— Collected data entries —
Start of Block

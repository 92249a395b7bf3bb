mod fen;

use crate::bitboard::BitboardExt;
use crate::square::Square;
use std::fmt;
use std::str::FromStr;

pub mod castle_bits;
mod fen_tables;
pub use castle_bits::*;

/// Starting position constants. Squares are numbered a8 = 0 … h1 = 63 (see
/// [`crate::square::Square`]), so White's back rank sits at the high end of
/// the index range and Black's at the low end.
// ———————— White side (ranks 1 & 2) ————————
// Pawns on rank 2: bits 48–55
const WHITE_PAWN_MASK: u64 = 0x00FF_0000_0000_0000;
// Individual back-rank pieces on rank 1:
// Rooks on a1 (bit 56) and h1 (bit 63)
const WHITE_ROOK_MASK: u64 = (1 << 56) | (1 << 63); // 0x8100_0000_0000_0000
// Knights on b1 (bit 57) and g1 (bit 62)
const WHITE_KNIGHT_MASK: u64 = (1 << 57) | (1 << 62); // 0x4200_0000_0000_0000
// Bishops on c1 (bit 58) and f1 (bit 61)
const WHITE_BISHOP_MASK: u64 = (1 << 58) | (1 << 61); // 0x2400_0000_0000_0000
// Queen on d1 (bit 59)
const WHITE_QUEEN_MASK: u64 = 1 << 59; // 0x0800_0000_0000_0000
// King on e1 (bit 60)
const WHITE_KING_MASK: u64 = 1 << 60; // 0x1000_0000_0000_0000

// ———————— Black side (ranks 7 & 8) ————————
// Pawns on rank 7: bits 8–15
const BLACK_PAWN_MASK: u64 = 0x0000_0000_0000_FF00; // a7–h7
// Individual back-rank pieces on rank 8:
// Rooks on a8 (bit 0) and h8 (bit 7)
const BLACK_ROOK_MASK: u64 = (1 << 0) | (1 << 7); // 0x0000_0000_0000_0081
// Knights on b8 (bit 1) and g8 (bit 6)
const BLACK_KNIGHT_MASK: u64 = (1 << 1) | (1 << 6); // 0x0000_0000_0000_0042
// Bishops on c8 (bit 2) and f8 (bit 5)
const BLACK_BISHOP_MASK: u64 = (1 << 2) | (1 << 5); // 0x0000_0000_0000_0024
// Queen on d8 (bit 3)
const BLACK_QUEEN_MASK: u64 = 1 << 3; // 0x0000_0000_0000_0008
// King on e8 (bit 4)
const BLACK_KING_MASK: u64 = 1 << 4; // 0x0000_0000_0000_0010

// Empty square value, no piece 0-11 will coincide with 255
pub(crate) const EMPTY_SQ: u8 = 0xFF;

/// Which side is to move.
#[derive(Debug, Clone, Copy, PartialEq, Eq)]
#[repr(u8)]
pub enum Color {
    White,
    Black,
}

/// Piece enum to hold all types of pieces
#[derive(Debug, Clone, Copy, PartialEq, Eq)]
#[repr(u8)]
pub enum Piece {
    Pawn,
    Knight,
    Bishop,
    Rook,
    Queen,
    King,
}

/// Core board representation using bitboards.
#[derive(Debug, Clone, PartialEq, Eq)]
pub struct Board {
    /// White Pieces
    pub piece_bb: [[u64; 6]; 2],
    /// Occupancy fields
    pub occ_white: u64,
    pub occ_black: u64,
    pub occ_all: u64,
    /// Lookup table for each square
    pub piece_on_sq: [u8; 64], // new table: 0xFF = empty, 0–11 = (color<<3)|piece
    /// White or Black to move
    pub side_to_move: Color,
    /// Castling rights: bit 0=White kingside, 1=White queenside, 2=Black kingside, 3=Black queenside
    pub castling_rights: u8,
    /// En passant target square, as 0–63, or None if not available.
    pub en_passant: Option<Square>,
    /// Halfmove clock (for fifty-move draw rule).
    pub halfmove_clock: u32,
    /// Fullmove number (starts at 1 and increments after Black’s move).
    pub fullmove_number: u32,
    // Zobrist hash for each board.
    pub zobrist: u64,
    // History for zobrist hashing
    pub history: Vec<u64>,
}

impl Board {
    /// Recompute from current state and store into `self.zobrist`.
    #[inline]
    pub fn refresh_zobrist(&mut self) {
        self.zobrist = self.compute_zobrist_full();
    }

    #[inline(always)]
    pub(crate) fn bb(&self, color: Color, piece: Piece) -> u64 {
        self.piece_bb[color as usize][piece as usize]
    }

    #[inline(always)]
    pub(crate) fn set_bb(&mut self, color: Color, piece: Piece, new_bb: u64) {
        use crate::hash::zobrist::zobrist_keys;
        let ci = color as usize;
        let pi = piece as usize;

        let old_bb = self.piece_bb[ci][pi];
        let delta = old_bb ^ new_bb;
        if delta == 0 {
            return;
        }

        // store new bitboard
        self.piece_bb[ci][pi] = new_bb;

        // side occupancies
        if color == Color::White {
            self.occ_white ^= delta;
        } else {
            self.occ_black ^= delta;
        }
        self.occ_all = self.occ_white | self.occ_black;

        // --- ZOBRIST: toggle piece keys for all squares that changed ---
        let keys = zobrist_keys();

        let mut bits_to_update = delta;
        while bits_to_update != 0 {
            // isolate one toggled square
            let single_bit = bits_to_update & (!bits_to_update + 1);
            let sq_idx = single_bit.trailing_zeros() as usize;

            // update piece_on_sq table
            if new_bb & single_bit != 0 {
                self.place_piece_at_sq(color, piece, Square::from_index(sq_idx as u8));
            } else {
                self.clear_square(Square::from_index(sq_idx as u8));
            }

            // Zobrist: XOR the piece key (works for both add and remove)
            self.zobrist ^= keys.piece[ci][pi][sq_idx];

            bits_to_update &= bits_to_update - 1;
        }
    }

    #[inline(always)]
    pub(crate) fn clear_square(&mut self, sq: Square) {
        let i = sq.index() as usize;
        self.piece_on_sq[i] = EMPTY_SQ;
    }

    #[inline(always)]
    pub(crate) fn place_piece_at_sq(&mut self, color: Color, piece: Piece, sq: Square) {
        let i = sq.index() as usize;
        self.piece_on_sq[i] = (color as u8) << 3 | (piece as u8);
    }

    /// Create an empty board (all bitboards zero, White to move).
    pub fn new_empty() -> Self {
        let mut b = Board {
            piece_bb: [[0u64; 6]; 2],
            occ_white: 0,
            occ_black: 0,
            occ_all: 0,
            piece_on_sq: [EMPTY_SQ; 64],
            side_to_move: Color::White,
            castling_rights: 0,
            en_passant: None,
            halfmove_clock: 0,
            fullmove_number: 1,
            zobrist: 0,
            history: Vec::new(),
        };
        b.refresh_zobrist();
        b
    }

    pub fn new() -> Self {
        let mut b = Board::new_empty();
        // Set up white pieces
        b.set_bb(Color::White, Piece::Pawn, WHITE_PAWN_MASK);
        b.set_bb(Color::White, Piece::Bishop, WHITE_BISHOP_MASK);
        b.set_bb(Color::White, Piece::Knight, WHITE_KNIGHT_MASK);
        b.set_bb(Color::White, Piece::Rook, WHITE_ROOK_MASK);
        b.set_bb(Color::White, Piece::Queen, WHITE_QUEEN_MASK);
        b.set_bb(Color::White, Piece::King, WHITE_KING_MASK);

        // Set up black pieces
        b.set_bb(Color::Black, Piece::Pawn, BLACK_PAWN_MASK);
        b.set_bb(Color::Black, Piece::Bishop, BLACK_BISHOP_MASK);
        b.set_bb(Color::Black, Piece::Knight, BLACK_KNIGHT_MASK);
        b.set_bb(Color::Black, Piece::Rook, BLACK_ROOK_MASK);
        b.set_bb(Color::Black, Piece::Queen, BLACK_QUEEN_MASK);
        b.set_bb(Color::Black, Piece::King, BLACK_KING_MASK);

        // Setup side to move and other important information
        b.side_to_move = Color::White;
        b.castling_rights = CASTLE_WK | CASTLE_WQ | CASTLE_BK | CASTLE_BQ;
        b.en_passant = None;
        b.halfmove_clock = 0;
        b.fullmove_number = 1;
        b.refresh_zobrist();
        // `history` holds ancestor hashes since the last irreversible move; the
        // starting position has none.
        b.history.clear();
        b
    }

    #[inline(always)]
    /// Bitboard of all pieces (both colors).
    pub fn occupied(&self) -> u64 {
        self.occ_all
    }

    #[inline(always)]
    pub fn has_castling(&self, flag: u8) -> bool {
        self.castling_rights & flag != 0
    }

    /// Validate that no square is occupied by more than one piece.
    /// Returns Ok if valid, Err describing the overlap if invalid.
    pub fn validate(&self) -> Result<(), String> {
        let bitboards = [
            ("white_pawns", self.bb(Color::White, Piece::Pawn)),
            ("white_knights", self.bb(Color::White, Piece::Knight)),
            ("white_bishops", self.bb(Color::White, Piece::Bishop)),
            ("white_rooks", self.bb(Color::White, Piece::Rook)),
            ("white_queens", self.bb(Color::White, Piece::Queen)),
            ("white_king", self.bb(Color::White, Piece::King)),
            ("black_pawns", self.bb(Color::Black, Piece::Pawn)),
            ("black_knights", self.bb(Color::Black, Piece::Knight)),
            ("black_bishops", self.bb(Color::Black, Piece::Bishop)),
            ("black_rooks", self.bb(Color::Black, Piece::Rook)),
            ("black_queens", self.bb(Color::Black, Piece::Queen)),
            ("black_king", self.bb(Color::Black, Piece::King)),
        ];

        let mut seen: u64 = 0;
        for (name, bb) in &bitboards {
            if (seen & bb) != 0 {
                return Err(format!("Bitboard `{}` overlaps with another piece", name));
            }
            seen |= bb;
        }
        Ok(())
    }

    #[inline(always)]
    /// Bitboard of all pieces for one side.
    pub fn occupancy(&self, color: Color) -> u64 {
        match color {
            Color::White => self.occ_white,
            Color::Black => self.occ_black,
        }
    }

    /// Shorthand for the opponent’s occupancy.
    pub fn opponent_occupancy(&self, color: Color) -> u64 {
        self.occupancy(color.opposite())
    }

    #[inline(always)]
    /// Single‐slot accessor for a given piece & color.
    pub fn pieces(&self, piece: Piece, color: Color) -> u64 {
        self.bb(color, piece)
    }

    /// Returns the piece and color at a given square, or None if empty.
    #[inline(always)]
    pub fn piece_at(&self, sq: Square) -> Option<(Color, Piece)> {
        let val = self.piece_on_sq[sq.index() as usize];
        if val == EMPTY_SQ {
            None
        } else {
            let color = Color::from_u8((val >> 3) & 1);
            let piece = Piece::from_u8(val & 0b111);
            Some((color, piece))
        }
    }

    /// Returns just the piece at a given square (ignoring color), or None if empty.
    #[inline(always)]
    pub fn piece_type_at(&self, sq: Square) -> Option<Piece> {
        self.piece_at(sq).map(|(_, piece)| piece)
    }

    /// Returns just the color at a given square, or None if empty.
    #[inline(always)]
    pub fn color_at(&self, sq: Square) -> Option<Color> {
        self.piece_at(sq).map(|(color, _)| color)
    }

    // Utility Aliases
    #[inline(always)]
    pub fn en_passant_target(&self) -> Option<Square> {
        self.en_passant
    }

    #[inline(always)]
    pub fn has_kingside_castle(&self, color: Color) -> bool {
        match color {
            Color::White => self.castling_rights & CASTLE_WK != 0,
            Color::Black => self.castling_rights & CASTLE_BK != 0,
        }
    }

    #[inline(always)]
    pub fn has_queenside_castle(&self, color: Color) -> bool {
        match color {
            Color::White => self.castling_rights & CASTLE_WQ != 0,
            Color::Black => self.castling_rights & CASTLE_BQ != 0,
        }
    }

    /// Checks if a side has any non-pawn material (N, B, R, Q).
    /// Used for Null Move Pruning to avoid Zugzwang in pawn-only endgames.
    #[inline(always)]
    pub fn has_major_pieces(&self, color: Color) -> bool {
        let knights = self.bb(color, Piece::Knight);
        let bishops = self.bb(color, Piece::Bishop);
        let rooks = self.bb(color, Piece::Rook);
        let queens = self.bb(color, Piece::Queen);
        (knights | bishops | rooks | queens) != 0
    }

    /// Function to get exactly what square the king sits on
    #[inline(always)]
    pub fn king_square(&self, color: Color) -> Square {
        let king_bb = self.pieces(Piece::King, color);
        if king_bb == 0 {
            panic!(
                "King missing for {:?}! \nFEN: {}\nOcc: {:#x}",
                color,
                self.to_fen(),
                self.occupied()
            );
        }
        Square::try_from(king_bb.lsb()).expect("Invalid king bitboard")
    }

    /// Full recompute from current state. Must match the incremental hash at all times.
    pub fn compute_zobrist_full(&self) -> u64 {
        use crate::hash::zobrist::zobrist_keys;

        let keys = zobrist_keys();
        let mut board_hash: u64 = 0;

        // 1) Pieces by (color, piece)
        // Prefer iterating bitboards for speed; falls back nicely if you don’t have a helper.
        #[inline]
        fn idx_of(c: Color, p: Piece) -> (usize, usize) {
            let ci = match c {
                Color::White => 0,
                Color::Black => 1,
            };
            let pi = match p {
                Piece::Pawn => 0,
                Piece::Knight => 1,
                Piece::Bishop => 2,
                Piece::Rook => 3,
                Piece::Queen => 4,
                Piece::King => 5,
            };
            (ci, pi)
        }

        const COLORS: [Color; 2] = [Color::White, Color::Black];
        const PIECES: [Piece; 6] = [
            Piece::Pawn,
            Piece::Knight,
            Piece::Bishop,
            Piece::Rook,
            Piece::Queen,
            Piece::King,
        ];
        // Iterate all 12 piece bitboards.
        for &c in &COLORS {
            for &p in &PIECES {
                let (ci, pi) = idx_of(c, p);
                let mut bb = self.bb(c, p);
                while bb != 0 {
                    let sq = bb.trailing_zeros() as usize;
                    board_hash ^= keys.piece[ci][pi][sq];
                    bb &= bb - 1; // pop LSB
                }
            }
        }

        // 2) Side to move (only when Black to move)
        if self.side_to_move == Color::Black {
            board_hash ^= keys.side_to_move;
        }

        // 3) Castling rights in K,Q,k,q bit order (your bitfield matches this)
        let rights = self.castling_rights; // assume u8 with bits 0..3 = K,Q,k,q
        if (rights & CASTLE_WK) != 0 {
            board_hash ^= keys.castling[0];
        } // K
        if (rights & CASTLE_WQ) != 0 {
            board_hash ^= keys.castling[1];
        } // Q
        if (rights & CASTLE_BK) != 0 {
            board_hash ^= keys.castling[2];
        } // k
        if (rights & CASTLE_BQ) != 0 {
            board_hash ^= keys.castling[3];
        } // q

        // 4) En passant (only if capturable this ply)
        if let Some(file) = crate::hash::zobrist::ep_file_to_hash(self) {
            board_hash ^= keys.ep_file[file as usize];
        }

        board_hash
    }

    /// Counts occurrences of the *current* Zobrist in the history window,
    /// including the current position itself.
    pub fn repetition_count(&self) -> u8 {
        let current = self.zobrist;
        let mut count: u8 = 1;
        for &k in &self.history {
            if k == current {
                count = count.saturating_add(1);
            }
        }
        count
    }

    pub fn is_repetition(&self) -> bool {
        let current_hash = self.zobrist;
        for &past_hash in self.history.iter().rev() {
            if past_hash == current_hash {
                return true;
            }
        }
        false
    }

    /// True iff `repetition_count() >= 3`
    pub fn is_threefold(&self) -> bool {
        self.repetition_count() >= 3
    }

    #[cfg(debug_assertions)]
    #[inline]
    pub fn assert_hash(&self) {
        // Recompute using the same logic as compute_zobrist_full()
        let full = self.compute_zobrist_full();
        debug_assert_eq!(
            self.zobrist, full,
            "Zobrist parity mismatch: stored={:#018x}, full={:#018x}",
            self.zobrist, full
        );
    }
}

End of Block

— TASK DESCRIPTION —
I'd like the lines above from the one with "pub mod castle_bits;" up to and including the one with "and h8 (bit 7)" copied exactly, with no other lines.

— PROBLEM SOLUTION —
pub mod castle_bits;
mod fen_tables;
pub use castle_bits::*;

/// Starting position constants. Squares are numbered a8 = 0 … h1 = 63 (see
/// [`crate::square::Square`]), so White's back rank sits at the high end of
/// the index range and Black's at the low end.
// ———————— White side (ranks 1 & 2) ————————
// Pawns on rank 2: bits 48–55
const WHITE_PAWN_MASK: u64 = 0x00FF_0000_0000_0000;
// Individual back-rank pieces on rank 1:
// Rooks on a1 (bit 56) and h1 (bit 63)
const WHITE_ROOK_MASK: u64 = (1 << 56) | (1 << 63); // 0x8100_0000_0000_0000
// Knights on b1 (bit 57) and g1 (bit 62)
const WHITE_KNIGHT_MASK: u64 = (1 << 57) | (1 << 62); // 0x4200_0000_0000_0000
// Bishops on c1 (bit 58) and f1 (bit 61)
const WHITE_BISHOP_MASK: u64 = (1 << 58) | (1 << 61); // 0x2400_0000_0000_0000
// Queen on d1 (bit 59)
const WHITE_QUEEN_MASK: u64 = 1 << 59; // 0x0800_0000_0000_0000
// King on e1 (bit 60)
const WHITE_KING_MASK: u64 = 1 << 60; // 0x1000_0000_0000_0000

// ———————— Black side (ranks 7 & 8) ————————
// Pawns on rank 7: bits 8–15
const BLACK_PAWN_MASK: u64 = 0x0000_0000_0000_FF00; // a7–h7
// Individual back-rank pieces on rank 8:
// Rooks on a8 (bit 0) and h8 (bit 7)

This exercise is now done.